Using the Rapier physics engine, a rigid body falls under gravity but its collider stays at the origin — collisions happen in the wrong place.
Two Insert Paths
collider_set.insert(collider)— a free collider, not attached to any body. It stays where you put it (effectively static).collider_set.insert_with_parent(collider, body_handle, &mut bodies)— attaches the collider to that rigid body. It now moves with the body.

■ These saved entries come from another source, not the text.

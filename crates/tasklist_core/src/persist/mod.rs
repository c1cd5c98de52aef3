//! Best-effort persistence of the task store.
//!
//! # Responsibility
//! - Define the durable key-value slot contract and its backends.
//! - Translate store snapshots to and from the persisted JSON document.
//!
//! # Invariants
//! - The in-memory store stays authoritative; storage failures never
//!   propagate to presentation callers.

pub mod adapter;
pub mod slot;
//! Process-wide logging bootstrap.
//!
//! # Responsibility
//! - Start a rolling file logger once per process.
//! - Capture panics as sanitized log events.
//!
//! # Invariants
//! - Initialization is idempotent for an identical level and directory.
//! - A second initialization with a different level or directory is refused.
//! - Nothing here panics; failures come back as messages.
//! - Log events carry ids and counts only, never task text.

use crate::config::CoreConfig;
use flexi_logger::{Cleanup, Criterion, FileSpec, Logger, LoggerHandle, Naming, WriteMode};
use log::{error, info};
use once_cell::sync::OnceCell;
use std::path::{Path, PathBuf};

const LOG_BASENAME: &str = "tasklist";
const ROTATE_AT_BYTES: u64 = 5 * 1024 * 1024;
const KEEP_LOG_FILES: usize = 4;
const PANIC_SUMMARY_LIMIT: usize = 160;

static ACTIVE_LOGGER: OnceCell<ActiveLogger> = OnceCell::new();
static PANIC_HOOK: OnceCell<()> = OnceCell::new();

struct ActiveLogger {
    level: &'static str,
    dir: PathBuf,
    _handle: LoggerHandle,
}

impl ActiveLogger {
    fn ensure_same(&self, level: &'static str, dir: &Path) -> Result<(), String> {
        if self.dir != dir {
            return Err(format!(
                "logging already writes to `{}`; refusing to switch to `{}`",
                self.dir.display(),
                dir.display()
            ));
        }
        if self.level != level {
            return Err(format!(
                "logging already runs at `{}`; refusing to switch to `{}`",
                self.level, level
            ));
        }
        Ok(())
    }
}

/// Starts file logging at `level` under the absolute directory `log_dir`.
///
/// # Errors
/// - Unknown level, blank or relative directory.
/// - Directory creation or logger start-up failure.
/// - Conflicting re-initialization.
pub fn init_logging(level: &str, log_dir: &str) -> Result<(), String> {
    let level = normalize_level(level)?;
    let dir = normalize_dir(log_dir)?;

    if let Some(active) = ACTIVE_LOGGER.get() {
        return active.ensure_same(level, &dir);
    }

    let active = ACTIVE_LOGGER.get_or_try_init(|| start_logger(level, &dir))?;
    active.ensure_same(level, &dir)
}

/// Starts logging from `config` when it names a log directory.
///
/// Returns `Ok(false)` when `config.log_dir` is `None`.
pub fn init_logging_from_config(config: &CoreConfig) -> Result<bool, String> {
    let Some(dir) = &config.log_dir else {
        return Ok(false);
    };
    let dir = dir
        .to_str()
        .ok_or_else(|| format!("log_dir is not valid UTF-8: `{}`", dir.display()))?;
    init_logging(&config.log_level, dir).map(|()| true)
}

/// Active `(level, directory)`, or `None` before initialization.
pub fn logging_status() -> Option<(&'static str, PathBuf)> {
    ACTIVE_LOGGER
        .get()
        .map(|active| (active.level, active.dir.clone()))
}

/// `debug` in debug builds, `info` in release builds.
pub fn default_log_level() -> &'static str {
    if cfg!(debug_assertions) {
        "debug"
    } else {
        "info"
    }
}

pub(crate) fn normalize_level(level: &str) -> Result<&'static str, String> {
    let lowered = level.trim().to_ascii_lowercase();
    let normalized = match lowered.as_str() {
        "trace" => "trace",
        "debug" => "debug",
        "info" => "info",
        "warn" | "warning" => "warn",
        "error" => "error",
        _ => {
            return Err(format!(
                "unsupported log level `{lowered}`; expected trace|debug|info|warn|error"
            ))
        }
    };
    Ok(normalized)
}

fn normalize_dir(log_dir: &str) -> Result<PathBuf, String> {
    let trimmed = log_dir.trim();
    if trimmed.is_empty() {
        return Err("log_dir cannot be empty".to_string());
    }
    let dir = PathBuf::from(trimmed);
    if !dir.is_absolute() {
        return Err(format!("log_dir must be an absolute path, got `{trimmed}`"));
    }
    Ok(dir)
}

fn start_logger(level: &'static str, dir: &Path) -> Result<ActiveLogger, String> {
    std::fs::create_dir_all(dir)
        .map_err(|err| format!("cannot create log directory `{}`: {err}", dir.display()))?;

    let handle = Logger::try_with_str(level)
        .map_err(|err| format!("invalid log level `{level}`: {err}"))?
        .log_to_file(FileSpec::default().directory(dir).basename(LOG_BASENAME))
        .rotate(
            Criterion::Size(ROTATE_AT_BYTES),
            Naming::Numbers,
            Cleanup::KeepLogFiles(KEEP_LOG_FILES),
        )
        .write_mode(WriteMode::BufferAndFlush)
        .append()
        .format_for_files(flexi_logger::detailed_format)
        .start()
        .map_err(|err| format!("cannot start logger: {err}"))?;

    install_panic_hook();
    info!(
        "event=logging_start module=core status=ok level={} log_dir={} version={}",
        level,
        dir.display(),
        env!("CARGO_PKG_VERSION")
    );

    Ok(ActiveLogger {
        level,
        dir: dir.to_path_buf(),
        _handle: handle,
    })
}

fn install_panic_hook() {
    if PANIC_HOOK.set(()).is_err() {
        return;
    }

    let previous = std::panic::take_hook();
    std::panic::set_hook(Box::new(move |info| {
        let location = info
            .location()
            .map(|loc| format!("{}:{}", loc.file(), loc.line()))
            .unwrap_or_else(|| "unknown".to_string());
        let payload = info
            .payload()
            .downcast_ref::<&str>()
            .map(|message| (*message).to_string())
            .or_else(|| info.payload().downcast_ref::<String>().cloned())
            .unwrap_or_else(|| "non-string panic payload".to_string());
        error!(
            "event=panic module=core status=error location={} payload={}",
            location,
            single_line(&payload, PANIC_SUMMARY_LIMIT)
        );
        previous(info);
    }));
}

/// Flattens newlines and caps length so user text cannot forge log lines.
fn single_line(value: &str, limit: usize) -> String {
    let flattened = value.replace(['\n', '\r'], " ");
    if flattened.chars().count() <= limit {
        return flattened;
    }
    let mut capped: String = flattened.chars().take(limit).collect();
    capped.push_str("...");
    capped
}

The free-collider path is the bug if you wanted a moving body.
Correct Setup
let body = RigidBodyBuilder::dynamic()
.translation(vector![0.0, 10.0])
.build();
let body_handle = bodies.insert(body);
let collider = ColliderBuilder::cuboid(0.5, 0.5).build();
colliders.insert_with_parent(collider, body_handle, &mut bodies);
Read the Body, Not the Collider
For rendering, read the rigid body’s position each step (bodies[handle].position()). The collider’s world transform is derived from the body plus its local offset — the body is the source of truth.
Local Offset, If Any
A collider can sit offset from its body’s center via its local position. Set that deliberately; an unintended offset looks like “collider not following” when it’s actually following with a shift.
Verifying
The body falls; the collider moves with it; collisions register at the body’s actual position. The rendered mesh, read from the body, lines up with the physics.
“insert vs insert_with_parent. The parent handle is what attaches a collider to a moving body.”
If you use bevy_rapier or another wrapper, the equivalent is making the Collider a child entity of the RigidBody entity — same concept.